The E-Fan X programme will first put an electric engine with three jet engines on a BAe 146 aircraft. The firms want to fly a demonstrator version of the plane by 2020, with a commercial application by 2025. Firms are racing to develop electric engines for planes after pressure from the EU to cut aviation pollution. Each of the partners in the programme will be investing tens of millions of pounds, they said on a press call. The firms are developing hybrid technology because fully electric commercial flights are currently out of reach, a spokeswoman said. The weight of batteries coupled with the weight of equipment to cool electric engines are two limiting factors at present, she said. “We see hybrid-electric propulsion as a compelling technology for the future of aviation,” said Paul Eremenko, Airbus’ chief technology officer.
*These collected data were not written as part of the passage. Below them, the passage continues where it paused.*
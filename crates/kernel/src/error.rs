//! Application error types.

use axum::Json;
use axum::extract::rejection::JsonRejection;
use axum::http::StatusCode;
use axum::response::{IntoResponse, Response};
use serde::Serialize;
use thiserror::Error;

use crate::catalog::StoreError;
use crate::models::FieldError;
use crate::query::QueryError;

/// Application errors.
#[derive(Debug, Error)]
pub enum AppError {
    #[error("internal server error")]
    Internal(#[from] anyhow::Error),

    #[error("not found")]
    NotFound,

    #[error("unauthorized")]
    Unauthorized,

    /// Malformed parameter or body field.
    #[error("{message}")]
    Validation { field: String, message: String },

    /// A reference to a row that does not exist.
    #[error("{message}")]
    ReferentialIntegrity { field: String, message: String },

    #[error("database error")]
    Database(#[from] sqlx::Error),
}

impl AppError {
    pub fn validation(field: impl Into<String>, message: impl Into<String>) -> Self {
        Self::Validation {
            field: field.into(),
            message: message.into(),
        }
    }
}

/// JSON error body.
#[derive(Debug, Serialize)]
pub struct ErrorResponse {
    pub error: String,
    #[serde(skip_serializing_if = "Option::is_none")]
    pub field: Option<String>,
}

impl From<QueryError> for AppError {
    fn from(err: QueryError) -> Self {
        match err {
            QueryError::Validation { param, message } => Self::Validation {
                field: param,
                message,
            },
            // Endpoints are validated at startup; reaching this is a bug.
            QueryError::Config(_) => Self::Internal(anyhow::Error::new(err)),
        }
    }
}

impl From<StoreError> for AppError {
    fn from(err: StoreError) -> Self {
        match err {
            StoreError::MissingAuthor(id) => Self::ReferentialIntegrity {
                field: "author".to_string(),
                message: format!("Invalid pk \"{id}\" - object does not exist."),
            },
            StoreError::Query(err) => err.into(),
            StoreError::Database(err) => Self::Database(err),
        }
    }
}

impl From<FieldError> for AppError {
    fn from(err: FieldError) -> Self {
        Self::Validation {
            field: err.field.to_string(),
            message: err.message,
        }
    }
}

impl From<JsonRejection> for AppError {
    fn from(rejection: JsonRejection) -> Self {
        Self::validation("body", rejection.body_text())
    }
}

impl IntoResponse for AppError {
    fn into_response(self) -> Response {
        let status = match &self {
            AppError::Internal(_) => StatusCode::INTERNAL_SERVER_ERROR,
            AppError::NotFound => StatusCode::NOT_FOUND,
            AppError::Unauthorized => StatusCode::UNAUTHORIZED,
            AppError::Validation { .. } => StatusCode::BAD_REQUEST,
            AppError::ReferentialIntegrity { .. } => StatusCode::BAD_REQUEST,
            AppError::Database(_) => StatusCode::INTERNAL_SERVER_ERROR,
        };

        let body = match &self {
            AppError::Internal(e) => {
                tracing::error!(error = %e, "internal server error");
                ErrorResponse {
                    error: "internal server error".to_string(),
                    field: None,
                }
            }
            AppError::Database(e) => {
                tracing::error!(error = %e, "database error");
                ErrorResponse {
                    error: "internal server error".to_string(),
                    field: None,
                }
            }
            AppError::Validation { field, message }
            | AppError::ReferentialIntegrity { field, message } => ErrorResponse {
                error: message.clone(),
                field: Some(field.clone()),
            },
            _ => ErrorResponse {
                error: self.to_string(),
                field: None,
            },
        };

        (status, Json(body)).into_response()
    }
}

/// Result type alias using AppError.
pub type AppResult<T> = Result<T, AppError>;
Rolls-Royce will be providing the electricity generator at the back of the E-Fan X plane. The turbine powering the generator will run on jet fuel and provide power for the electric engine. Any excess power from the generator will be stored in banks of batteries in the fore and aft holds with the stored energy to be used during take-off and landing. A Rolls Royce spokesman said the company wanted to make the turbine as light as possible, and that “parts of the engine, generator and power electronic systems will be integrated to reduce weight.”
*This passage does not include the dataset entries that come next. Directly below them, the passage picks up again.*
impl FieldMatcher {
    pub fn new(
        param: &'static str,
        entity: Entity,
        path: &FieldPath,
        lookup: Lookup,
    ) -> Result<Self, QueryError> {
        let field = path.resolve(entity)?;
        if !lookup.supports(field.kind) {
            return Err(QueryError::config(format!(
                "matcher '{param}' uses {lookup:?} on non-text field '{path}'"
            )));
        }
        Ok(Self {
            param,
            field,
            lookup,
        })
    }

    /// Refine `query`; an absent value leaves it unchanged.
    pub fn evaluate(
        &self,
        mut query: ComposedQuery,
        raw: Option<&str>,
    ) -> Result<ComposedQuery, QueryError> {
        let Some(raw) = raw else {
            return Ok(query);
        };
        if let Some(predicate) = self.predicate(raw)? {
            query.and_where(predicate);
        }
        Ok(query)
    }

    /// Predicate for `raw`, or `None` when the value constrains nothing.
    pub fn predicate(&self, raw: &str) -> Result<Option<Predicate>, QueryError> {
        comparison(
            self.param,
            Operand::Column(self.field),
            self.field.kind,
            self.lookup,
            raw,
        )
    }
}

/// Inclusive lower and upper bound on one field.
///
/// Reads `<name>_min` / `<name>_max`, or the bare key as `"min,max"`. The
/// suffixed keys take precedence over the corresponding side of the bare key.
#[derive(Debug, Clone)]
pub struct RangeMatcher {
    param: &'static str,
    min_key: String,
    max_key: String,
    field: ResolvedField,
}

impl RangeMatcher {
    pub fn new(param: &'static str, entity: Entity, path: &FieldPath) -> Result<Self, QueryError> {
        let field = path.resolve(entity)?;
        Ok(Self {
            param,
            min_key: format!("{param}_min"),
            max_key: format!("{param}_max"),
            field,
        })
    }

    pub fn evaluate(
        &self,
        mut query: ComposedQuery,
        params: &QueryParams,
    ) -> Result<ComposedQuery, QueryError> {
        let (mut min, mut max) = match params.get(self.param) {
            Some(bare) => self.split_bare(bare)?,
            None => (None, None),
        };
        if let Some(value) = params.get(&self.min_key) {
            min = Some((self.min_key.as_str(), value));
        }
        if let Some(value) = params.get(&self.max_key) {
            max = Some((self.max_key.as_str(), value));
        }

        for (bound, lookup) in [(min, Lookup::GreaterOrEqual), (max, Lookup::LessOrEqual)] {
            let Some((key, raw)) = bound else { continue };
            if let Some(predicate) =
                comparison(key, Operand::Column(self.field), self.field.kind, lookup, raw)?
            {
                query.and_where(predicate);
            }
        }
        Ok(query)
    }

    #[allow(clippy::type_complexity)]
    fn split_bare<'a>(
        &'a self,
        bare: &'a str,
    ) -> Result<(Option<(&'a str, &'a str)>, Option<(&'a str, &'a str)>), QueryError> {
        if bare.trim().is_empty() {
            return Ok((None, None));
        }
        let Some((min, max)) = bare.split_once(',') else {
            return Err(QueryError::validation(
                self.param,
                format!("expected 'min,max', got '{bare}'"),
            ));
        };
        Ok((Some((self.param, min)), Some((self.param, max))))
    }
}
There are several good reasons why Airbus wants to develop electrified planes. Jet fuel makes up a significant proportion of a typical airline’s running costs – over the past few years it has varied from 17-36%, depending on the price of oil. Use less fuel and costs should come down. Then there’s noise. Modern jets aren’t nearly as noisy as their predecessors from a couple of decades ago, but they still make quite a racket on landing or takeoff. If your house is close to the airport that’s bad news. Electric motors are a lot quieter, so they could allow more night flights, especially in airports close to city centres. And of course, there’s the question of emissions. Electrified aircraft, like hybrid cars, should be cleaner than conventional models. With some forecasts suggesting the number of large aircraft will double over the next 20 years, they could become a powerful tool for cutting emissions of NOx and CO2. So the potential benefits are clear – but first the technology needs to be proven.

Electric race
The E-Fan programme began in 2012 with a collaboration between Airbus and Rolls-Royce. As part of its Flightpath 2050 plan, the European Commission wants a reduction of carbon dioxide emissions by 60%, it wants nitrogen oxide pollution down by 90%, and noise reduction of 75%. That has been one of the driving forces behind the Airbus, Rolls-Royce and Siemens programme. Other firms are also working on commercial passenger electric plane flight. Easyjet wants electric planes to fly passengers on its short-haul routes, possibly within 10 to 20 years.